╔══

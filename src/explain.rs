//! Explain command output
//!
//! Structured JSON and human-readable explanations of a single decision,
//! naming the rule list consulted and the rule (or override) that decided.

use serde::Serialize;
use site_graph_rules::{Decision, DecisionSource};
use std::fmt;
use std::str::FromStr;

use crate::engine::{link_candidate, PageFrontmatter, RuleEngine};

/// Which decision to explain
#[derive(Debug, Clone, Copy, PartialEq, Eq, Serialize)]
#[serde(rename_all = "snake_case")]
pub enum DecisionKind {
    /// Page inclusion, candidate is a content file path
    Page,
    /// Link inclusion, candidate is a link target
    Link,
    /// Backlinks panel visibility, candidate is a page slug
    Backlinks,
    /// Tag assignment, candidate is a content file path
    Tags,
}

impl fmt::Display for DecisionKind {
    fn fmt(&self, f: &mut fmt::Formatter<'_>) -> fmt::Result {
        let name = match self {
            DecisionKind::Page => "page",
            DecisionKind::Link => "link",
            DecisionKind::Backlinks => "backlinks",
            DecisionKind::Tags => "tags",
        };
        f.write_str(name)
    }
}

impl FromStr for DecisionKind {
    type Err = String;

    fn from_str(s: &str) -> Result<Self, Self::Err> {
        match s {
            "page" => Ok(DecisionKind::Page),
            "link" => Ok(DecisionKind::Link),
            "backlinks" => Ok(DecisionKind::Backlinks),
            "tags" => Ok(DecisionKind::Tags),
            other => Err(format!(
                "unknown decision kind '{}' (expected page, link, backlinks or tags)",
                other
            )),
        }
    }
}

/// One tag's verdict
#[derive(Debug, Clone, Serialize)]
pub struct TagDecision {
    pub tag: String,
    pub rules: Vec<String>,
    pub decision: Decision,
}

/// Explanation of one decision
#[derive(Debug, Clone, Serialize)]
pub struct ExplainOutput {
    pub kind: DecisionKind,

    /// The string the rules were matched against
    pub candidate: String,

    /// Rule list consulted, in evaluation order (empty for tags)
    pub rules: Vec<String>,

    /// The decision (None for tags, see `tags`)
    #[serde(skip_serializing_if = "Option::is_none")]
    pub decision: Option<Decision>,

    /// Per-tag decisions, in declaration order
    #[serde(skip_serializing_if = "Vec::is_empty")]
    pub tags: Vec<TagDecision>,

    /// Final tag set including frontmatter tags
    #[serde(skip_serializing_if = "Vec::is_empty")]
    pub assigned_tags: Vec<String>,

    /// Human-readable explanation
    pub explanation: String,
}

impl ExplainOutput {
    /// Explain how `engine` decides `candidate`
    pub fn new(
        engine: &RuleEngine<'_>,
        kind: DecisionKind,
        candidate: &str,
        frontmatter: Option<&PageFrontmatter>,
    ) -> Self {
        let (candidate, rules, decision) = match kind {
            DecisionKind::Page => {
                let path = engine.relative_path(candidate);
                let decision = engine.page_decision(&path, frontmatter);
                (path, engine.page_rules().to_strings(), Some(decision))
            }
            DecisionKind::Link => (
                link_candidate(candidate).to_string(),
                engine.link_rules().to_strings(),
                Some(engine.link_decision(candidate, frontmatter)),
            ),
            DecisionKind::Backlinks => (
                candidate.to_string(),
                engine.visibility_rules().to_strings(),
                Some(engine.backlinks_decision(candidate, frontmatter)),
            ),
            DecisionKind::Tags => (engine.relative_path(candidate), Vec::new(), None),
        };

        let (tags, assigned_tags) = if kind == DecisionKind::Tags {
            let tags = engine
                .config()
                .sitemap_config
                .tag_rules
                .iter()
                .map(|(tag, rules)| TagDecision {
                    tag: tag.to_string(),
                    rules: rules.to_strings(),
                    decision: Decision::decide(rules, &candidate, false, None),
                })
                .collect();
            (tags, engine.tags_for(&candidate, frontmatter))
        } else {
            (Vec::new(), Vec::new())
        };

        let mut output = Self {
            kind,
            candidate,
            rules,
            decision,
            tags,
            assigned_tags,
            explanation: String::new(),
        };
        output.explanation = output.generate_explanation();
        output
    }

    fn generate_explanation(&self) -> String {
        let mut lines = Vec::new();

        lines.push(format!("{} decision for: {}", self.kind, self.candidate));
        lines.push(String::new());

        if let Some(ref decision) = self.decision {
            let verdict = if decision.verdict { "INCLUDED" } else { "EXCLUDED" };
            let verdict = match self.kind {
                DecisionKind::Backlinks if decision.verdict => "VISIBLE",
                DecisionKind::Backlinks => "HIDDEN",
                _ => verdict,
            };
            lines.push(format!("Decision: {}", verdict));
            lines.push(format!("Reason: {}", Self::format_source(&decision.source)));
        } else {
            if self.tags.is_empty() {
                lines.push("No tag rules configured".to_string());
            }
            for tag in &self.tags {
                let mark = if tag.decision.verdict { "+" } else { "-" };
                lines.push(format!(
                    "  {} {}: {}",
                    mark,
                    tag.tag,
                    Self::format_source(&tag.decision.source)
                ));
            }
            lines.push(String::new());
            if self.assigned_tags.is_empty() {
                lines.push("Tags: (none)".to_string());
            } else {
                lines.push(format!("Tags: {}", self.assigned_tags.join(", ")));
            }
        }

        lines.join("\n")
    }

    fn format_source(source: &DecisionSource) -> String {
        match source {
            DecisionSource::Override => "set by page frontmatter".to_string(),
            DecisionSource::Rule { index, pattern } => {
                format!("rule #{} '{}' was the last to match", index, pattern)
            }
            DecisionSource::Default => "no rule matched, default applies".to_string(),
            DecisionSource::Filtered { reason } => reason.clone(),
        }
    }

    /// Format as JSON
    pub fn to_json(&self) -> Result<String, serde_json::Error> {
        serde_json::to_string_pretty(self)
    }

    /// Format as human-readable text
    pub fn to_human(&self) -> String {
        let mut output = self.explanation.clone();
        if !self.rules.is_empty() {
            output.push_str("\n\n--- Rules (last match wins) ---\n");
            for (i, rule) in self.rules.iter().enumerate() {
                output.push_str(&format!("  #{} {}\n", i, rule));
            }
        }
        output
    }
}

#[cfg(test)]
mod tests {
    use super::*;
    use crate::config::{validate, SiteGraphConfig};
    use serde_json::json;

    #[test]
    fn test_explain_page_rule() {
        let config = validate(&json!({
            "sitemapConfig": {
                "pageInclusionRules": ["**/*", "!secret/**"],
                "ignoreStarlightLinks": false
            }
        }))
        .unwrap();
        let engine = RuleEngine::new(&config);
        let path = "src/content/docs/secret/keys.md";
        let output = ExplainOutput::new(&engine, DecisionKind::Page, path, None);

        assert_eq!(output.candidate, "secret/keys.md");
        let decision = output.decision.as_ref().unwrap();
        assert!(!decision.verdict);
        assert_eq!(
            decision.source,
            DecisionSource::Rule {
                index: 1,
                pattern: "!secret/**".to_string()
            }
        );
        assert!(output.explanation.contains("EXCLUDED"));
        assert!(output.explanation.contains("rule #1 '!secret/**'"));
        assert!(output.to_human().contains("#2 !starlight:sidebar/**"));
    }

    #[test]
    fn test_explain_link_override() {
        let config = SiteGraphConfig::default();
        let engine = RuleEngine::new(&config);
        let mut fm = PageFrontmatter::default();
        fm.links.exclude = vec!["faq".to_string()];

        let output = ExplainOutput::new(&engine, DecisionKind::Link, "/faq", Some(&fm));
        assert_eq!(output.candidate, "faq");
        let decision = output.decision.unwrap();
        assert!(!decision.verdict);
        assert_eq!(decision.source, DecisionSource::Override);
        assert!(output.explanation.contains("set by page frontmatter"));
    }

    #[test]
    fn test_explain_link_rule_on_site_link() {
        let config = validate(&json!({
            "sitemapConfig": {"linkInclusionRules": ["**/*", "!api/**"]}
        }))
        .unwrap();
        let engine = RuleEngine::new(&config);
        let output = ExplainOutput::new(&engine, DecisionKind::Link, "/api/users", None);

        assert_eq!(output.candidate, "api/users");
        assert!(!output.decision.as_ref().unwrap().verdict);
        assert!(output.explanation.contains("rule #1 '!api/**'"));
    }

    #[test]
    fn test_explain_filtered_external_link() {
        let config = SiteGraphConfig::default();
        let engine = RuleEngine::new(&config);
        let output = ExplainOutput::new(&engine, DecisionKind::Link, "https://astro.build", None);
        assert!(output.explanation.contains("external links are not included"));
    }

    #[test]
    fn test_explain_backlinks_default() {
        let config = validate(&json!({"backlinksConfig": {"visibilityRules": []}})).unwrap();
        let engine = RuleEngine::new(&config);
        let output = ExplainOutput::new(&engine, DecisionKind::Backlinks, "guides/intro", None);
        assert_eq!(output.decision.as_ref().unwrap().source, DecisionSource::Default);
        assert!(output.explanation.contains("HIDDEN"));
    }

    #[test]
    fn test_explain_tags() {
        let config = validate(&json!({
            "sitemapConfig": {"tagRules": {"api": ["api/**"], "secret": ["**/*", "!api/**"]}}
        }))
        .unwrap();
        let engine = RuleEngine::new(&config);
        let fm = PageFrontmatter {
            tags: vec!["custom".to_string()],
            ..Default::default()
        };
        let output = ExplainOutput::new(&engine, DecisionKind::Tags, "api/users.md", Some(&fm));

        assert!(output.decision.is_none());
        assert_eq!(output.tags.len(), 2);
        assert!(output.tags[0].decision.verdict);
        assert!(!output.tags[1].decision.verdict);
        assert_eq!(output.assigned_tags, vec!["api", "custom"]);
        assert!(output.explanation.contains("Tags: api, custom"));
    }

    #[test]
    fn test_json_output() {
        let config = SiteGraphConfig::default();
        let engine = RuleEngine::new(&config);
        let output = ExplainOutput::new(&engine, DecisionKind::Page, "index.md", None);
        let json: serde_json::Value = serde_json::from_str(&output.to_json().unwrap()).unwrap();

        assert_eq!(json["kind"], "page");
        assert_eq!(json["decision"]["verdict"], true);
        assert_eq!(json["decision"]["source"]["type"], "rule");
        assert!(json.get("tags").is_none());
    }

    #[test]
    fn test_parse_kind() {
        assert_eq!("backlinks".parse::<DecisionKind>().unwrap(), DecisionKind::Backlinks);
        assert!("pages".parse::<DecisionKind>().is_err());
    }
}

╚══

# The problem
Word for word, restate the entries from the first line to the line that has "use std::str::FromStr;", both included, and nothing else.

# Completed task
filename src/explain.rs
//! Explain command output
//!
//! Structured JSON and human-readable explanations of a single decision,
//! naming the rule list consulted and the rule (or override) that decided.

use serde::Serialize;
use site_graph_rules::{Decision, DecisionSource};
use std::fmt;
use std::str::FromStr;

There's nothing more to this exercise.